[Stored data]

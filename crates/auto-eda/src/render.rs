//! Render plan assembly.
//!
//! [`render`] is a pure function of the uploaded table, the toggle and
//! selection state, and the config. It re-runs from scratch on every user
//! interaction; the display layer only walks the returned sections in order.

use crate::charts::{
    CategoryCountChart, ChartOutcome, ChartSelector, CorrelationHeatmap, DistributionChart,
    OutlierBoxplot, PairwisePlot,
};
use crate::classifier::ColumnPartition;
use crate::cleaner::{AppliedCleaning, DataCleaner};
use crate::config::EdaConfig;
use crate::error::{EdaError, Result, ResultExt};
use crate::profiler::DataProfiler;
use crate::types::{ColumnType, DescribeRow, MissingReport, Picker, SelectionState, Table, ToggleState};
use crate::utils::string_values;
use chrono::Utc;
use serde::{Deserialize, Serialize};
use tracing::debug;

pub const UPLOAD_SUCCESS: &str = "File uploaded successfully!";
pub const NO_MISSING_VALUES: &str = "No missing values detected";
pub const AWAITING_UPLOAD: &str = "Please upload a CSV file to start the EDA.";
pub const EDA_COMPLETED: &str =
    "EDA completed. You can extend this app with ML models, feature engineering, etc.";

/// Severity of a plain message block.
#[derive(Debug, Clone, Copy, PartialEq, Eq, Serialize, Deserialize)]
#[serde(rename_all = "snake_case")]
pub enum MessageLevel {
    Info,
    Success,
    Warning,
    Error,
}

/// The content of one dashboard section.
#[derive(Debug, Clone, PartialEq, Serialize, Deserialize)]
#[serde(tag = "kind", content = "data", rename_all = "snake_case")]
pub enum SectionBody {
    Message {
        level: MessageLevel,
        text: String,
    },
    /// First rows of the uploaded table as display strings.
    Preview {
        columns: Vec<String>,
        rows: Vec<Vec<Option<String>>>,
    },
    Information {
        dtypes: Vec<ColumnType>,
        rows: usize,
        columns: usize,
        shape_text: String,
    },
    Missing(MissingReport),
    Describe(Vec<DescribeRow>),
    /// One entry per applied cleaning operation, in application order.
    Cleaning(Vec<AppliedCleaning>),
    Heatmap(ChartOutcome<CorrelationHeatmap>),
    Distribution(ChartOutcome<DistributionChart>),
    CategoryCounts(ChartOutcome<CategoryCountChart>),
    Outliers(ChartOutcome<OutlierBoxplot>),
    Pairwise(ChartOutcome<PairwisePlot>),
}

/// A titled block of the dashboard.
#[derive(Debug, Clone, PartialEq, Serialize, Deserialize)]
pub struct Section {
    /// Heading shown above the block; `None` for bare messages.
    pub title: Option<String>,
    pub body: SectionBody,
}

impl Section {
    fn titled(title: &str, body: SectionBody) -> Self {
        Self {
            title: Some(title.to_string()),
            body,
        }
    }

    fn message(level: MessageLevel, text: impl Into<String>) -> Self {
        Self {
            title: None,
            body: SectionBody::Message {
                level,
                text: text.into(),
            },
        }
    }
}

/// Ordered description of everything the dashboard shows.
#[derive(Debug, Clone, PartialEq, Serialize, Deserialize)]
pub struct RenderPlan {
    /// RFC 3339 timestamp of this render pass.
    pub generated_at: String,
    pub source_name: Option<String>,
    /// Version of the cleaned table the charts were built from.
    pub table_version: Option<u64>,
    pub sections: Vec<Section>,
}

static_assertions::assert_impl_all!(RenderPlan: Send, Sync);

impl RenderPlan {
    fn new(source_name: Option<String>, table_version: Option<u64>, sections: Vec<Section>) -> Self {
        Self {
            generated_at: Utc::now().to_rfc3339(),
            source_name,
            table_version,
            sections,
        }
    }

    /// Plan shown before any table has been uploaded.
    pub fn awaiting_upload() -> Self {
        Self::new(None, None, vec![Section::message(MessageLevel::Warning, AWAITING_UPLOAD)])
    }

    /// Plan shown when an upload could not be ingested.
    pub fn ingestion_failed(error: &EdaError) -> Self {
        Self::new(
            None,
            None,
            vec![
                Section::message(MessageLevel::Error, error.to_string()),
                Section::message(MessageLevel::Warning, AWAITING_UPLOAD),
            ],
        )
    }

    /// Pretty-printed JSON document for the display layer.
    pub fn to_json(&self) -> Result<String> {
        Ok(serde_json::to_string_pretty(self)?)
    }

    /// Whether this plan shows the dashboard for a loaded table.
    pub fn has_table(&self) -> bool {
        self.table_version.is_some()
    }

    /// Section headings in order, skipping bare messages.
    pub fn titles(&self) -> Vec<&str> {
        self.sections
            .iter()
            .filter_map(|s| s.title.as_deref())
            .collect()
    }

    /// Find the section with the given heading.
    pub fn section(&self, title: &str) -> Option<&Section> {
        self.sections
            .iter()
            .find(|s| s.title.as_deref() == Some(title))
    }
}

/// Section headings, in render order.
pub mod titles {
    pub const PREVIEW: &str = "Dataset Preview";
    pub const INFORMATION: &str = "Dataset Information";
    pub const MISSING: &str = "Missing Values";
    pub const DESCRIBE: &str = "Descriptive Statistics";
    pub const CLEANING: &str = "Data Cleaning";
    pub const HEATMAP: &str = "Correlation Heatmap (Numerical Features)";
    pub const DISTRIBUTION: &str = "Distribution of Numerical Features";
    pub const CATEGORICAL: &str = "Categorical Feature Analysis";
    pub const OUTLIERS: &str = "Outlier Detection (Boxplot)";
    pub const PAIRWISE: &str = "Pairplot (Sampled)";
}

/// Build the full dashboard for an uploaded table.
///
/// Preview, information, missing values and descriptive statistics describe
/// `table` as uploaded. Every chart is built from the table after the
/// enabled cleaning operations ran, with the column partition recomputed.
pub fn render(
    table: &Table,
    toggles: &ToggleState,
    selection: &SelectionState,
    config: &EdaConfig,
) -> Result<RenderPlan> {
    let mut sections = Vec::with_capacity(12);
    sections.push(Section::message(MessageLevel::Success, UPLOAD_SUCCESS));

    sections.push(Section::titled(
        titles::PREVIEW,
        preview(table, config.preview_rows).context("Building dataset preview")?,
    ));

    let (rows, columns) = DataProfiler::shape(table);
    sections.push(Section::titled(
        titles::INFORMATION,
        SectionBody::Information {
            dtypes: DataProfiler::dtypes(table),
            rows,
            columns,
            shape_text: format!("Shape of dataset: {} rows, {} columns", rows, columns),
        },
    ));

    let missing = DataProfiler::missing_report(table);
    let missing_body = if missing.is_empty() {
        SectionBody::Message {
            level: MessageLevel::Success,
            text: NO_MISSING_VALUES.to_string(),
        }
    } else {
        SectionBody::Missing(missing)
    };
    sections.push(Section::titled(titles::MISSING, missing_body));

    sections.push(Section::titled(
        titles::DESCRIBE,
        SectionBody::Describe(DataProfiler::describe(table)?),
    ));

    let cleaned = DataCleaner::apply(table, toggles)?;
    sections.push(Section::titled(
        titles::CLEANING,
        SectionBody::Cleaning(cleaned.applied),
    ));

    let working = &cleaned.table;
    let partition = ColumnPartition::from_table(working);
    let selector = ChartSelector::new(working, &partition, config);
    debug!(
        "Charting table v{}: {} numeric, {} categorical columns",
        working.version(),
        partition.numeric.len(),
        partition.categorical.len()
    );

    sections.push(Section::titled(
        titles::HEATMAP,
        SectionBody::Heatmap(selector.heatmap()?),
    ));
    sections.push(Section::titled(
        titles::DISTRIBUTION,
        SectionBody::Distribution(selector.distribution(selection.get(Picker::Distribution))?),
    ));
    sections.push(Section::titled(
        titles::CATEGORICAL,
        SectionBody::CategoryCounts(selector.category_counts(selection.get(Picker::Category))?),
    ));
    sections.push(Section::titled(
        titles::OUTLIERS,
        SectionBody::Outliers(selector.outliers(selection.get(Picker::Outlier))?),
    ));
    sections.push(Section::titled(
        titles::PAIRWISE,
        SectionBody::Pairwise(selector.pairwise()?),
    ));

    sections.push(Section::message(MessageLevel::Info, EDA_COMPLETED));

    Ok(RenderPlan::new(
        Some(table.source_name().to_string()),
        Some(working.version()),
        sections,
    ))
}

fn preview(table: &Table, rows: usize) -> Result<SectionBody> {
    let head = table.df().head(Some(rows));
    let columns = table.column_names();

    let cells = head
        .get_columns()
        .iter()
        .map(|col| string_values(col.as_materialized_series()))
        .collect::<polars::prelude::PolarsResult<Vec<_>>>()?;

    let rows = (0..head.height())
        .map(|row| cells.iter().map(|col| col[row].clone()).collect())
        .collect();

    Ok(SectionBody::Preview { columns, rows })
}
//! Numeric / categorical partition of a table's columns.
//!
//! The partition is derived from the column dtypes and must be rebuilt
//! after cleaning, since mean imputation turns integer columns into floats.

use crate::profiler::DataProfiler;
use crate::types::{ColumnKind, Table};
use serde::{Deserialize, Serialize};

/// Columns eligible for numeric and categorical charts, in table order.
#[derive(Debug, Clone, Default, PartialEq, Eq, Serialize, Deserialize)]
pub struct ColumnPartition {
    pub numeric: Vec<String>,
    pub categorical: Vec<String>,
}

impl ColumnPartition {
    /// Partition the columns of `table` by their dtype.
    pub fn from_table(table: &Table) -> Self {
        let mut partition = Self::default();
        for column in DataProfiler::dtypes(table) {
            match column.kind {
                ColumnKind::Numeric => partition.numeric.push(column.name),
                ColumnKind::Categorical => partition.categorical.push(column.name),
            }
        }
        partition
    }
}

*YOUR TASK*.
Give the number of lines above that hold "PairwisePlot", with no other words.

*EXERCISE RESPONSE*.
2